Valle’s (now ex-)wife, to her horror, discovered his online life and turned his web activity — his Google searches, his online Vore identity, his graphic cannibal fantasy chats — over to the NYPD. Valle instantly went from employee to suspect. He was indicted on federal charges of, among other things, conspiracy to commit kidnapping. The charge was based on his search history and the volumes of online chats with other men about kidnapping, raping, tying up, and roasting women to death.

And not just any women: real women. Real women Valle knew — his friends from school, and even his wife. He even abused his authority by looking up their names, street addresses, ages, and sizes in the NYPD’s database. (He was separately convicted of misusing police resources.)

Perhaps unsurprisingly, the jury wasn’t sympathetic to Valle’s defense that his actions were nothing more than online role-playing. They voted to convict him. But the judge presiding over Valle’s trial granted the defense’s motion to set aside the jury verdict, holding Valle couldn’t be found guilty for conspiracy to kidnap.

The judge, in a 100-plus page opinion, focused on the fact that over and over again Valle and his Vore contacts made plans to meet up to kidnap women — and the days for those plans came and went, time after time, with no real-world action. In short, the judge noted that fantasy alone cannot be a conspiracy.

The judge’s ruling rightly highlights the problems with finding someone guilty of a “conspiracy” or an “attempt” to commit a crime when the evidence of a crime is nothing but words. It’s one thing to use a Google search as evidence of intent or knowledge, when an actual crime has resulted and there’s a real victim. But in the Cannibal Cop case, no women were hurt. No kidnapping plans were consummated. For Valle, the words were the crime. The online world was the conspiracy.

Valle’s case is now before the federal appeals court, which is deciding whether to uphold the judge’s determination that Valle committed no crime. The court heard oral argument in the case yesterday, where one judge asked the prosecutor on the case:

“You’d concede that trying to draw lines in this unbelievable collection of emails about what is fantasy and what’s not is a difficult if not surreal exercise, wouldn’t you?”

The documentary’s director, Erin Carr, has said she was prompted to make “Thought Crimes” because she wanted to wrestle with thorny questions about online anonymity, the meaning of our online search history, and the line between fantasy and action. She deserves credit for taking such a sensational story and teasing out the bigger questions about how we behave online, and what it all means.

After all, you might be surprised to find out what you Googled last year, or five years ago. And while what you’ve typed into your search bar might not be as sensational as Valle’s queries, it’s not a bad idea to check out your Google search history — and delete it as you like. (As a free speech attorney, my own history is a virtual smorgasbord of sociopathy, since nothing is NSFW.) Or better yet, use a search engine that doesn’t track your searches. My colleague Jay Stanley has written a great guide to protect the privacy of your online inquiries.
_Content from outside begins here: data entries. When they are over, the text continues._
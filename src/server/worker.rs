//! One secured connection and its read thread.

use std::collections::HashMap;
use std::net::SocketAddr;
use std::panic::{self, AssertUnwindSafe};
use std::sync::atomic::{AtomicBool, Ordering};
use std::sync::Arc;
use std::thread::{self, JoinHandle};
use std::time::Duration;

use parking_lot::Mutex;

use super::handler::{ConnectionContext, HandlerError, MessageHandler};
use super::registry::HandlerRegistry;
use super::state::WorkerState;
use crate::messages::Status;
use crate::session::{DatagramSink, SecureSession, SessionError};
use crate::wire::decode_message;

/// Why a connection ended.
#[derive(Debug, Clone, Copy, PartialEq, Eq)]
pub enum ShutdownCause {
    /// `signal_shutdown` was called; the read thread may still be running.
    Requested,
    /// The worker was dropped before anything else ended it.
    Dropped,
    PeerClosed,
    ProtocolViolation,
    AuthenticationFailed,
    Transport,
}

impl ShutdownCause {
    /// True when the read loop has already ended and the worker can be
    /// collected without waiting.
    pub fn is_collectable(&self) -> bool {
        !matches!(self, ShutdownCause::Requested | ShutdownCause::Dropped)
    }
}

pub type ShutdownCallback = Box<dyn FnOnce(ShutdownCause) + Send>;

struct WorkerShared {
    id: u64,
    session: Arc<SecureSession>,
    state: Mutex<WorkerState>,
    stop: AtomicBool,
    callbacks: Mutex<Vec<ShutdownCallback>>,
}

impl WorkerShared {
    /// Single entry into termination. Returns false if already terminating.
    fn begin_shutdown(&self, cause: ShutdownCause) -> bool {
        if self.state.lock().transition(WorkerState::Terminating).is_err() {
            return false;
        }
        self.stop.store(true, Ordering::Release);
        self.session.close();
        let callbacks = std::mem::take(&mut *self.callbacks.lock());
        tracing::debug!(
            worker = self.id,
            peer = %self.session.peer_addr(),
            ?cause,
            "connection shutting down"
        );
        for callback in callbacks {
            callback(cause);
        }
        true
    }

    fn stopping(&self) -> bool {
        self.stop.load(Ordering::Acquire)
    }
}

/// Owns one [`SecureSession`] and the handler set serving it.
///
/// Dropping a worker signals shutdown and joins the read thread.
pub struct ServerWorker {
    shared: Arc<WorkerShared>,
    context: Arc<ConnectionContext>,
    thread: Option<JoinHandle<()>>,
}

impl std::fmt::Debug for ServerWorker {
    fn fmt(&self, f: &mut std::fmt::Formatter<'_>) -> std::fmt::Result {
        f.debug_struct("ServerWorker")
            .field("id", &self.shared.id)
            .field("peer", &self.peer_addr())
            .field("state", &self.state())
            .finish()
    }
}

impl ServerWorker {
    /// Instantiates every registered handler and starts the read thread.
    pub fn spawn(
        id: u64,
        session: SecureSession,
        registry: &HandlerRegistry,
        read_timeout: Duration,
        callbacks: Vec<ShutdownCallback>,
    ) -> std::io::Result<Self> {
        session.set_read_timeout(Some(read_timeout))?;
        let session = Arc::new(session);
        let sink: Arc<dyn DatagramSink> = session.clone();
        let context = Arc::new(ConnectionContext::new(session.peer_addr(), sink));

        let mut handlers: Vec<Box<dyn MessageHandler>> = Vec::with_capacity(registry.len());
        let mut capabilities: HashMap<u8, usize> = HashMap::new();
        for (name, factory) in registry.iter() {
            let handler = factory(context.clone());
            let endpoint = handler.endpoint();
            match capabilities.get(&(endpoint as u8)) {
                Some(_) => {
                    tracing::warn!(
                        handler = name,
                        endpoint = endpoint.as_str(),
                        "endpoint already claimed; handler ignored"
                    );
                }
                None => {
                    capabilities.insert(endpoint as u8, handlers.len());
                    handlers.push(handler);
                }
            }
        }

        let shared = Arc::new(WorkerShared {
            id,
            session,
            state: Mutex::new(WorkerState::Running),
            stop: AtomicBool::new(false),
            callbacks: Mutex::new(callbacks),
        });
        let thread_shared = shared.clone();
        let thread_context = context.clone();
        let thread = thread::Builder::new()
            .name(format!("pixelnet-worker-{id}"))
            .spawn(move || read_loop(thread_shared, thread_context, handlers, capabilities))?;

        Ok(Self {
            shared,
            context,
            thread: Some(thread),
        })
    }

    pub fn id(&self) -> u64 {
        self.shared.id
    }

    pub fn peer_addr(&self) -> SocketAddr {
        self.shared.session.peer_addr()
    }

    pub fn state(&self) -> WorkerState {
        *self.shared.state.lock()
    }

    pub fn is_authenticated(&self) -> bool {
        self.context.is_authenticated()
    }

    pub fn context(&self) -> &Arc<ConnectionContext> {
        &self.context
    }

    /// True once the read thread has exited and the handlers are gone.
    pub fn is_finished(&self) -> bool {
        self.thread.as_ref().map_or(true, |t| t.is_finished())
    }

    /// Asks the read thread to stop. Returns without waiting for it.
    pub fn signal_shutdown(&self) {
        self.shared.begin_shutdown(ShutdownCause::Requested);
    }
}

impl Drop for ServerWorker {
    fn drop(&mut self) {
        self.shared.begin_shutdown(ShutdownCause::Dropped);
        if let Some(thread) = self.thread.take() {
            if thread.join().is_err() {
                tracing::error!(worker = self.shared.id, "worker thread panicked");
            }
        }
    }
}

fn read_loop(
    shared: Arc<WorkerShared>,
    context: Arc<ConnectionContext>,
    mut handlers: Vec<Box<dyn MessageHandler>>,
    capabilities: HashMap<u8, usize>,
) {
    let peer = shared.session.peer_addr();
    let cause = loop {
        if shared.stopping() {
            break ShutdownCause::Requested;
        }
        let datagram = match shared.session.recv() {
            Ok(Some(datagram)) => datagram,
            Ok(None) => continue,
            Err(SessionError::PeerClosed) => break ShutdownCause::PeerClosed,
            Err(SessionError::Closed) => break ShutdownCause::Requested,
            Err(err) => {
                if !shared.stopping() {
                    tracing::warn!(%peer, error = %err, "connection read failed");
                }
                break ShutdownCause::Transport;
            }
        };

        let (header, payload) = match decode_message(&datagram) {
            Ok(decoded) => decoded,
            Err(err) if err.is_fatal() => {
                tracing::warn!(%peer, error = %err, "protocol violation");
                break ShutdownCause::ProtocolViolation;
            }
            Err(err) => {
                tracing::debug!(%peer, error = %err, "dropping malformed message");
                continue;
            }
        };

        let Some(&index) = capabilities.get(&header.endpoint) else {
            tracing::debug!(%peer, endpoint = header.endpoint, "no handler for endpoint");
            continue;
        };
        let handler = &mut handlers[index];
        let outcome = match panic::catch_unwind(AssertUnwindSafe(|| handler.handle(&header, payload))) {
            Ok(outcome) => outcome,
            Err(_) => {
                tracing::error!(
                    %peer,
                    endpoint = header.endpoint,
                    message_type = header.message_type,
                    "handler panicked; message dropped"
                );
                continue;
            }
        };
        if let Err(err) = outcome {
            if err.is_fatal() {
                tracing::warn!(%peer, endpoint = header.endpoint, error = %err, "closing connection");
                break err.shutdown_cause();
            }
            if matches!(err, HandlerError::UnknownMessageType { .. }) {
                if let Err(nack_err) = context.nack(&header, Status::Unsupported) {
                    tracing::debug!(%peer, error = %nack_err, "nack not sent");
                }
            }
            tracing::debug!(%peer, endpoint = header.endpoint, error = %err, "message dropped");
        }
    };

    drop(handlers);
    shared.begin_shutdown(cause);
    // The only other transition out of Terminating is this one.
    let _ = shared.state.lock().transition(WorkerState::Closed);
}

#[cfg(test)]
mod tests {
    use super::*;
    use std::sync::atomic::AtomicUsize;
    use std::time::Instant;

    use crate::handshake::CipherSuite;
    use crate::messages::{Nack, NACK};
    use crate::session::tests::session_pair;
    use crate::wire::{encode_message, Endpoint, Header};

    struct Echo {
        ctx: Arc<ConnectionContext>,
        dropped: Arc<AtomicUsize>,
    }

    impl MessageHandler for Echo {
        fn endpoint(&self) -> Endpoint {
            Endpoint::Default
        }

        fn handle(&mut self, header: &Header, payload: &[u8]) -> Result<(), HandlerError> {
            match header.message_type {
                1 => {
                    let value: u32 = crate::messages::decode(payload)?;
                    self.ctx.reply(header, 2, &value)
                }
                8 => panic!("handler bug"),
                9 => Err(HandlerError::ProtocolViolation("test".into())),
                other => Err(HandlerError::unknown_type(Endpoint::Default, other)),
            }
        }
    }

    impl Drop for Echo {
        fn drop(&mut self) {
            self.dropped.fetch_add(1, Ordering::SeqCst);
        }
    }

    fn registry(dropped: &Arc<AtomicUsize>) -> HandlerRegistry {
        let mut registry = HandlerRegistry::new();
        for name in ["echo", "shadow"] {
            let dropped = dropped.clone();
            registry.register(name, move |ctx| {
                Box::new(Echo {
                    ctx,
                    dropped: dropped.clone(),
                })
            });
        }
        registry
    }

    fn send(session: &SecureSession, message_type: u8, value: u32) {
        let payload = crate::messages::encode(&value).unwrap();
        let datagram = encode_message(Header::new(Endpoint::Default, message_type, 3), &payload).unwrap();
        session.send(&datagram).unwrap();
    }

    fn wait_for(mut condition: impl FnMut() -> bool) {
        let deadline = Instant::now() + Duration::from_secs(3);
        while !condition() {
            assert!(Instant::now() < deadline, "condition not reached");
            thread::sleep(Duration::from_millis(5));
        }
    }

    fn spawn(dropped: &Arc<AtomicUsize>, causes: &Arc<Mutex<Vec<ShutdownCause>>>) -> (SecureSession, ServerWorker) {
        let (client, server) = session_pair(CipherSuite::ChaCha20Poly1305Sha256);
        let causes = causes.clone();
        let worker = ServerWorker::spawn(
            1,
            server,
            &registry(dropped),
            Duration::from_millis(20),
            vec![Box::new(move |cause| causes.lock().push(cause))],
        )
        .unwrap();
        (client, worker)
    }

    #[test]
    fn dispatches_to_first_claimant_and_survives_bad_messages() {
        let dropped = Arc::new(AtomicUsize::new(0));
        let causes = Arc::default();
        let (client, worker) = spawn(&dropped, &causes);
        // The second factory lost the endpoint and was dropped immediately.
        assert_eq!(dropped.load(Ordering::SeqCst), 1);

        send(&client, 7, 0);
        let reply = client.recv().unwrap().unwrap();
        let (header, payload) = decode_message(&reply).unwrap();
        assert_eq!(header.message_type, NACK);
        let nack: Nack = crate::messages::decode(payload).unwrap();
        assert_eq!(nack.message_type, 7);
        assert_eq!(nack.status, Status::Unsupported);

        client.send(&[0x01, 0x00]).unwrap();
        send(&client, 1, 42);
        let reply = client.recv().unwrap().unwrap();
        let (header, payload) = decode_message(&reply).unwrap();
        assert_eq!(header.message_type, 2);
        assert_eq!(header.tag, 3);
        assert_eq!(crate::messages::decode::<u32>(payload).unwrap(), 42);
        assert_eq!(worker.state(), WorkerState::Running);
    }

    #[test]
    fn version_mismatch_ends_connection() {
        let dropped = Arc::new(AtomicUsize::new(0));
        let causes: Arc<Mutex<Vec<ShutdownCause>>> = Arc::default();
        let (client, worker) = spawn(&dropped, &causes);
        client.send(&[0x02, 0, 1, 0, 0, 0]).unwrap();
        wait_for(|| worker.is_finished());
        assert_eq!(*causes.lock(), vec![ShutdownCause::ProtocolViolation]);
        assert_eq!(worker.state(), WorkerState::Closed);
        assert_eq!(dropped.load(Ordering::SeqCst), 2);
        assert!(matches!(client.recv(), Err(SessionError::PeerClosed)));
    }

    #[test]
    fn fatal_handler_error_ends_connection() {
        let dropped = Arc::new(AtomicUsize::new(0));
        let causes: Arc<Mutex<Vec<ShutdownCause>>> = Arc::default();
        let (client, worker) = spawn(&dropped, &causes);
        send(&client, 9, 0);
        wait_for(|| worker.is_finished());
        assert_eq!(*causes.lock(), vec![ShutdownCause::ProtocolViolation]);
    }

    #[test]
    fn handler_panic_drops_the_message_not_the_connection() {
        let dropped = Arc::new(AtomicUsize::new(0));
        let causes: Arc<Mutex<Vec<ShutdownCause>>> = Arc::default();
        let (client, worker) = spawn(&dropped, &causes);

        send(&client, 8, 0);
        send(&client, 1, 5);
        let reply = client.recv().unwrap().unwrap();
        let (header, payload) = decode_message(&reply).unwrap();
        assert_eq!(header.message_type, 2);
        assert_eq!(crate::messages::decode::<u32>(payload).unwrap(), 5);
        assert_eq!(worker.state(), WorkerState::Running);

        client.close();
        wait_for(|| worker.is_finished());
        assert_eq!(*causes.lock(), vec![ShutdownCause::PeerClosed]);
        assert_eq!(worker.state(), WorkerState::Closed);
        assert_eq!(dropped.load(Ordering::SeqCst), 2);
    }

    #[test]
    fn peer_close_is_collectable() {
        let dropped = Arc::new(AtomicUsize::new(0));
        let causes: Arc<Mutex<Vec<ShutdownCause>>> = Arc::default();
        let (client, worker) = spawn(&dropped, &causes);
        client.close();
        wait_for(|| worker.is_finished());
        let cause = causes.lock()[0];
        assert_eq!(cause, ShutdownCause::PeerClosed);
        assert!(cause.is_collectable());
    }

    #[test]
    fn callbacks_run_once_across_signal_and_drop() {
        let dropped = Arc::new(AtomicUsize::new(0));
        let causes: Arc<Mutex<Vec<ShutdownCause>>> = Arc::default();
        let (_client, worker) = spawn(&dropped, &causes);
        worker.signal_shutdown();
        worker.signal_shutdown();
        drop(worker);
        assert_eq!(*causes.lock(), vec![ShutdownCause::Requested]);
        assert!(!ShutdownCause::Requested.is_collectable());
        assert_eq!(dropped.load(Ordering::SeqCst), 2);
    }
}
Apparently, Valle himself was aware of how a review of his Google searches might read. Slate reporter Daniel Engber, whose constant and excellent coverage of the Valle trial first hooked Carr, reported that Valle had also read a Techdirt blog entitled “If You’re Kidnapping Someone, Maybe Don’t Search Google for Kidnapping.”

But what if you do, and no crime is committed and no one is hurt? Simple: That search is fully protected by the First Amendment.